The Research Brief is a short take about interesting academic work.
The big idea
An analysis of the genetic material in the ocean has identified thousands of previously unknown RNA viruses and doubled the number of phyla, or biological groups, of viruses thought to exist, according to a new study our team of researchers has published in the journal Science.
RNA viruses are best known for the diseases they cause in people, ranging from the common cold to COVID-19. They also infect plants and animals important to people.
These viruses carry their genetic information in RNA, rather than DNA. RNA viruses evolve at much quicker rates than DNA viruses do. While scientists have cataloged hundreds of thousands of DNA viruses in their natural ecosystems, RNA viruses have been relatively unstudied.
Unlike humans and other organisms composed of cells, however, viruses lack unique short stretches of DNA that could act as what researchers call a genetic bar code. Without this bar code, trying to distinguish different species of virus in the wild can be challenging.

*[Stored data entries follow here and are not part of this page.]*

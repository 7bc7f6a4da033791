//! No-op ledger used when de-duplication is disabled.

use super::service::{Claim, SubmissionLedger};
use tracing::debug;

/// A ledger that never remembers a key.
///
/// Every submission is relayed, matching a deployment without idempotency keys.
pub struct NullLedger;

impl NullLedger {
    pub fn new() -> Self {
        debug!("Using NullLedger (duplicate submissions are relayed)");
        Self
    }
}

impl Default for NullLedger {
    fn default() -> Self {
        Self::new()
    }
}

impl SubmissionLedger for NullLedger {
    fn claim(&self, _key: &str) -> Claim {
        Claim::Acquired
    }

    fn commit(&self, _key: &str) {}

    fn release(&self, _key: &str) {}

    fn tracked(&self) -> usize {
        0
    }

    fn is_enabled(&self) -> bool {
        false
    }
}

#[cfg(test)]
mod tests {
    use super::*;

    #[test]
    fn test_null_ledger_always_claims() {
        let ledger = NullLedger::new();

        assert_eq!(ledger.claim("k"), Claim::Acquired);
        ledger.commit("k");
        assert_eq!(ledger.claim("k"), Claim::Acquired);
        assert_eq!(ledger.tracked(), 0);
        assert!(!ledger.is_enabled());
    }
}
//! Application layer services implementing the directory's use cases.
//!
//! Services consume the [`crate::domain::repositories::RecordStore`] trait and
//! provide a clean API for HTTP handlers and the admin CLI.
//!
//! # Available Services
//!
//! - [`services::listing_service::ListingService`] - Fetch and normalize listings
//! - [`services::submission_service::SubmissionService`] - Relay visitor submissions

pub mod services;
//! Notion REST API integration.
//!
//! - [`NotionStore`] - [`crate::domain::repositories::RecordStore`] over HTTP
//! - [`types`] - Request and response bodies

mod client;
pub mod types;

pub use client::NotionStore;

To get around this limitation, we decided to identify the gene that codes for a particular protein that allows a virus to replicate its genetic material. It is the only protein that all RNA viruses share, because it plays an essential role in how they propagate themselves. Each RNA virus, however, has small differences in the gene that codes for the protein that can help distinguish one type of virus from another.
So we screened a global database of RNA sequences from plankton collected during the four-year Tara Oceans expeditions global research project. Plankton are any aquatic organisms that are small to swim against the current. They’re a vital part of ocean food webs and are common hosts for RNA viruses. Our screening ultimately identified over 44,000 genes that code for the virus protein.
Our next challenge, then, was to determine the evolutionary connections between these genes. The more similar two genes were, the more likely viruses with those genes were closely related. Because these sequences had evolved so long ago (possibly predating the first cell), the genetic signposts indicating where new viruses may have split off from a common ancestor had been lost to time. A form of artificial intelligence called machine learning, however, allowed us to systematically organize these sequences and detect differences more objectively than if the task were done manually.